In this study, we examined the relationship between the sociodemographic and health-related characteristics of urban workers and their caffeinated beverage consumption patterns, including beverage types and frequencies, and their sleep quality.
This study used the G*POWER program on subjects to analyze the relationship between urban workers’ caffeinated beverage intake and sleep quality. The relationship between independent variables and sleep quality was analyzed with a medium effect size (0.15). The sample size was calculated with a power of 95% and a significance level of 0.05, and 146 participants were required. The survey was conducted on a total of 198 respondents in August 2023, assuming that 26% of participants might drop out due to missing data.
A final 160 respondents were selected after excluding 38 respondents with missing values in the main variables of interest. Participants were asked to voluntarily join through the URL and QR code, which contained the purpose of the study and research consent form. Consent to participate in the study was obtained by selecting the consent button through an online survey.
To protect the rights and interests of the subjects of this study, approval was obtained according to the review procedure from the Institutional Review Board of Severance Hospital, Yonsei University Health System, on August 8, 2023 (4-2023-0787).
The evaluation items for this study included 14 questions on sleep quality, six questions on caffeine beverage consumption caffeine awareness, and sociodemographic characteristics, and 29 health-related characteristic survey questions, consisting of a total of 49 questions.

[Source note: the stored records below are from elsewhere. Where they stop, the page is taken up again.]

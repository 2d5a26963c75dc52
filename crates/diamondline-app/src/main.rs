// diamondline entry point.
//
// Startup sequence:
// 1. Initialize tracing (log to file; stdout carries only the report)
// 2. Load config, copying defaults/ into config/ on first run
// 3. Load the games feed, build the stat provider, grade every game
// 4. Print the report (or JSON with --json)

use diamondline_app::{render_report, run};
use diamondline_core::config;

use anyhow::Context;
use tracing::info;

#[tokio::main]
async fn main() -> anyhow::Result<()> {
    // 1. Initialize tracing
    init_tracing()?;
    info!("diamondline starting up");

    // 2. Load config
    let config = config::load_config().context("failed to load configuration")?;
    info!(
        "Config loaded: profile={}, ladder={:?}, min grade {}, seed={:?}",
        config.profile, config.grading.ladder, config.grading.min_grade, config.noise_seed
    );

    // 3. Grade
    let recs = run(&config).await?;

    // 4. Report
    let as_json = std::env::args().skip(1).any(|arg| arg == "--json");
    if as_json {
        let json = serde_json::to_string_pretty(&recs).context("failed to serialize recommendations")?;
        println!("{json}");
    } else {
        print!("{}", render_report(&recs));
    }

    info!("diamondline finished");
    Ok(())
}

/// Initialize tracing to log to a file so the report owns stdout.
fn init_tracing() -> anyhow::Result<()> {
    use tracing_subscriber::fmt;
    use tracing_subscriber::EnvFilter;

    let log_dir = std::env::current_dir()?.join("logs");
    std::fs::create_dir_all(&log_dir)?;

    let log_file = std::fs::File::create(log_dir.join("diamondline.log"))?;

    let subscriber = fmt::Subscriber::builder()
        .with_env_filter(
            EnvFilter::try_from_default_env()
                .unwrap_or_else(|_| EnvFilter::new("diamondline=info,warn")),
        )
        .with_writer(log_file)
        .with_ansi(false)
        .with_target(true)
        .with_line_number(true)
        .finish();

    tracing::subscriber::set_global_default(subscriber)
        .context("failed to set tracing subscriber")?;

    Ok(())
}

For sleep quality, the 15-item ‘Korean Version of the Pittsburgh Sleep Quality Index (PSQI-K),’ which is a validated Korean translation of the PSQI, was used. This includes one question on average daily sleep duration, one question on sleep latency, eight questions on sleep disturbance, one question on sleep efficiency, one question on subjective sleep quality, one question on taking sleeping pills, one question on drowsiness during social activities, and one question on work concentration. The subjective sleep quality was evaluated for each question: ‘very good’ 0 points, ‘fairly good’ 1 point, ‘quite bad’ 2 points, ‘very bad’ 3 points, and a total score of 21. For the evaluation of sleep problems, ‘no sleep problem for a month (none)’ 0 points, ‘less than once a week’ 1 point, ‘1–2 times a week’ 2 points, ‘3 or more times a week,’ ‘I couldn’t fall asleep within 30 minutes of going to bed for a month’ with a score of 3, a higher score means poorer sleep quality [
Caffeine intake frequency was collected as number of cups per week and divided into four groups, 0 drinks per week Q1, 1–6 drinks Q2, 7–13 drinks Q3, and 14 or more drinks per week Q4. 11 types of caffeinated beverages data were collected including sweetened coffee, sweetened decaffeinated coffee, unsweetened coffee, energy drink (
The survey was conducted by classifying the participants’ gender and age, type of occupation, whether they were full-time or not, and monthly household income. By entering the height and weight as health-related characteristics of the survey participant, the body mass index (BMI) of the participants was calculated. According to the standards of the Korean Society for the Study of Obesity (2022), less than 18.5 kg/m2 is considered underweight, 18.5 to 22.9 kg/m2 is classified as normal, 23.0 to 24.9 kg/m2 as overweight, and over 25 kg/m2 as obese [
The health-related characteristics of the survey participants were investigated by dividing them into former smokers, current smokers, and non-smokers. Alcohol drinking was examined by dividing the number of days on which alcohol was consumed over the past 30 days and the average daily amount. In the past 7 days, the number of days performing physical activity of moderate or higher intensity that resulted in sweating, the number of days walking more than 10 minutes per week, and the average sedentary time per day were measured in minute. For stress levels, participants were asked to select one of the following options: “I feel very much,” “I feel a lot,” “I feel a little,” “I do not feel very much,” or “I do not feel at all.”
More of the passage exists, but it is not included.